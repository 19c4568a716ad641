//! Metadata field extraction.
//!
//! A [`MetadataExtractor`] turns one raw source (a FITS header or a TAP
//! record) into [`ResourceData`]. Each field is resolved in a fixed order:
//!
//! 1. an override registered for the field in [`FieldRules`] is invoked;
//! 2. otherwise the field's [`KeywordDefinition`](crate::models::KeywordDefinition)
//!    gives the raw name to read from the source;
//! 3. the raw value is converted to the declared type.
//!
//! Overrides may resolve other fields, so derived fields (`date_end` from
//! `date_beg` and an exposure time) compose naturally. Results are memoized
//! per field for the lifetime of one extractor, which covers exactly one
//! resource build.

use std::cell::RefCell;
use std::collections::HashMap;
use std::sync::Arc;

use thiserror::Error;
use tracing::{debug, warn};

use crate::convert::{compact_timestamp, convert, ConversionError};
use crate::fits::FitsHeader;
use crate::models::{FieldValue, KeywordSet, KeywordType, RawValue, ResourceData};
use crate::votable::TapRecord;

/// Fields every metadata resource carries. A failure on any of them aborts
/// the extraction.
pub const REQUIRED_FIELDS: [&str; 6] = [
    "oid",
    "fits_header",
    "date_beg",
    "date_end",
    "wavemin",
    "wavemax",
];

#[derive(Debug, Clone, PartialEq, Error)]
pub enum FieldError {
    #[error("keyword definition missing for field {field}")]
    DefinitionMissing { field: String },
    #[error("keyword {verbose_name} missing from {source_kind} (field {field})")]
    SourceValueMissing {
        field: String,
        verbose_name: String,
        source_kind: &'static str,
    },
    #[error("field {field}: {source}")]
    Conversion {
        field: String,
        #[source]
        source: ConversionError,
    },
    #[error("circular field dependency: {}", .chain.join(" -> "))]
    CircularDependency { chain: Vec<String> },
    #[error("field {field}: {reason}")]
    Rule { field: String, reason: String },
}

impl FieldError {
    pub fn rule(field: &str, reason: impl Into<String>) -> Self {
        FieldError::Rule {
            field: field.to_string(),
            reason: reason.into(),
        }
    }
}

/// Adapter over the raw metadata of one input item.
pub trait RawSource {
    /// Raw value stored under `verbose_name`, if present.
    fn raw_value(&self, verbose_name: &str) -> Option<&RawValue>;

    /// Serialized header text, for sources that have one.
    fn header_text(&self) -> Option<String>;

    /// Name used in diagnostics.
    fn kind(&self) -> &'static str;
}

impl RawSource for FitsHeader {
    fn raw_value(&self, verbose_name: &str) -> Option<&RawValue> {
        self.get(verbose_name)
    }

    fn header_text(&self) -> Option<String> {
        Some(self.to_header_string())
    }

    fn kind(&self) -> &'static str {
        "FITS header"
    }
}

impl RawSource for TapRecord {
    fn raw_value(&self, verbose_name: &str) -> Option<&RawValue> {
        self.get(verbose_name)
    }

    fn header_text(&self) -> Option<String> {
        None
    }

    fn kind(&self) -> &'static str {
        "TAP record"
    }
}

/// A computed field value. Receives the extractor so it can resolve other
/// fields or read raw keywords.
pub type FieldOverride =
    Arc<dyn Fn(&MetadataExtractor<'_>) -> Result<FieldValue, FieldError> + Send + Sync>;

/// Wrap a closure as a [`FieldOverride`].
pub fn field_override<F>(f: F) -> FieldOverride
where
    F: Fn(&MetadataExtractor<'_>) -> Result<FieldValue, FieldError> + Send + Sync + 'static,
{
    Arc::new(f)
}

/// Registry of per-field overrides for one dataset.
#[derive(Clone, Default)]
pub struct FieldRules {
    overrides: HashMap<String, FieldOverride>,
}

impl std::fmt::Debug for FieldRules {
    fn fmt(&self, f: &mut std::fmt::Formatter<'_>) -> std::fmt::Result {
        let mut names: Vec<&String> = self.overrides.keys().collect();
        names.sort();
        f.debug_struct("FieldRules").field("overrides", &names).finish()
    }
}

impl FieldRules {
    /// An empty registry: every field goes through keyword lookup.
    pub fn new() -> Self {
        Self::default()
    }

    /// The registry every dataset starts from: `oid` derived from
    /// `date_beg`, and `fits_header` from the source header text.
    pub fn with_defaults() -> Self {
        let mut rules = Self::new();
        rules.insert("oid", field_override(default_oid));
        rules.insert("fits_header", field_override(default_fits_header));
        rules
    }

    pub fn insert(&mut self, field: impl Into<String>, rule: FieldOverride) {
        self.overrides.insert(field.into(), rule);
    }

    pub fn get(&self, field: &str) -> Option<&FieldOverride> {
        self.overrides.get(field)
    }

    pub fn contains(&self, field: &str) -> bool {
        self.overrides.contains_key(field)
    }
}

fn default_oid(extractor: &MetadataExtractor<'_>) -> Result<FieldValue, FieldError> {
    if let Some(oid) = extractor.explicit_oid() {
        return Ok(FieldValue::Text(oid.to_string()));
    }
    match extractor.resolve_field("date_beg")? {
        FieldValue::Time(t) => Ok(FieldValue::Text(compact_timestamp(&t))),
        other => Err(FieldError::rule(
            "oid",
            format!("date_beg is not a time value: {}", other),
        )),
    }
}

fn default_fits_header(extractor: &MetadataExtractor<'_>) -> Result<FieldValue, FieldError> {
    Ok(extractor
        .header_text()
        .map(FieldValue::Text)
        .unwrap_or(FieldValue::Null))
}

/// Resolves the fields of one metadata resource from one raw source.
pub struct MetadataExtractor<'a> {
    source: &'a dyn RawSource,
    keywords: &'a KeywordSet,
    rules: &'a FieldRules,
    explicit_oid: Option<String>,
    strict: bool,
    cache: RefCell<HashMap<String, FieldValue>>,
    resolving: RefCell<Vec<String>>,
}

impl<'a> MetadataExtractor<'a> {
    pub fn new(source: &'a dyn RawSource, keywords: &'a KeywordSet, rules: &'a FieldRules) -> Self {
        Self {
            source,
            keywords,
            rules,
            explicit_oid: None,
            strict: false,
            cache: RefCell::new(HashMap::new()),
            resolving: RefCell::new(Vec::new()),
        }
    }

    /// Use this observation id instead of deriving one.
    pub fn with_explicit_oid(mut self, oid: Option<String>) -> Self {
        self.explicit_oid = oid.filter(|o| !o.is_empty());
        self
    }

    /// Make failures on optional fields fatal.
    pub fn strict(mut self, strict: bool) -> Self {
        self.strict = strict;
        self
    }

    pub fn explicit_oid(&self) -> Option<&str> {
        self.explicit_oid.as_deref()
    }

    pub fn header_text(&self) -> Option<String> {
        self.source.header_text()
    }

    /// Raw value from the source, bypassing keyword definitions.
    pub fn raw_value(&self, verbose_name: &str) -> Option<&'a RawValue> {
        self.source.raw_value(verbose_name)
    }

    pub fn source_kind(&self) -> &'static str {
        self.source.kind()
    }

    /// Resolve a field: override first, keyword lookup otherwise.
    pub fn resolve_field(&self, field: &str) -> Result<FieldValue, FieldError> {
        if let Some(value) = self.cache.borrow().get(field) {
            return Ok(value.clone());
        }

        {
            let mut resolving = self.resolving.borrow_mut();
            if resolving.iter().any(|f| f == field) {
                let mut chain = resolving.clone();
                chain.push(field.to_string());
                return Err(FieldError::CircularDependency { chain });
            }
            resolving.push(field.to_string());
        }

        let result = match self.rules.get(field) {
            Some(rule) => rule(self),
            None => self.keyword_value(field),
        };

        self.resolving.borrow_mut().pop();

        let value = result?;
        self.cache
            .borrow_mut()
            .insert(field.to_string(), value.clone());
        Ok(value)
    }

    /// Resolve a field through its keyword definition only.
    pub fn keyword_value(&self, field: &str) -> Result<FieldValue, FieldError> {
        let definition = self
            .keywords
            .get(field)
            .ok_or_else(|| FieldError::DefinitionMissing {
                field: field.to_string(),
            })?;
        let raw = self
            .source
            .raw_value(&definition.verbose_name)
            .ok_or_else(|| FieldError::SourceValueMissing {
                field: field.to_string(),
                verbose_name: definition.verbose_name.clone(),
                source_kind: self.source.kind(),
            })?;
        self.convert_raw(field, raw, definition.keyword_type)
    }

    /// Convert a raw value, attributing failures to `field`.
    pub fn convert_raw(
        &self,
        field: &str,
        raw: &RawValue,
        keyword_type: KeywordType,
    ) -> Result<FieldValue, FieldError> {
        convert(raw, keyword_type).map_err(|source| FieldError::Conversion {
            field: field.to_string(),
            source,
        })
    }

    /// Build the metadata resource: required fields first, then every
    /// dataset keyword.
    ///
    /// A failed required field aborts. A failed optional field is logged
    /// and omitted, unless the extractor is strict.
    pub fn resource_data(&self) -> Result<ResourceData, FieldError> {
        let mut data = ResourceData::new();
        for field in REQUIRED_FIELDS {
            let value = self.resolve_field(field)?;
            data.insert(field.to_string(), value);
        }

        for field in self.keywords.names() {
            if data.contains_key(field) {
                continue;
            }
            match self.resolve_field(field) {
                Ok(value) => {
                    debug!("Field {} has value \"{}\"", field, value);
                    data.insert(field.to_string(), value);
                }
                Err(e) if self.strict => return Err(e),
                Err(e) => warn!("Could not extract value for field {}: {}", field, e),
            }
        }
        Ok(data)
    }
}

→ **Requirement**
Report every line of the material above in which "RefCell" appears.

→ **Exercise solution**
use std::cell::RefCell;
    cache: RefCell<HashMap<String, FieldValue>>,
    resolving: RefCell<Vec<String>>,
            cache: RefCell::new(HashMap::new()),
            resolving: RefCell::new(Vec::new()),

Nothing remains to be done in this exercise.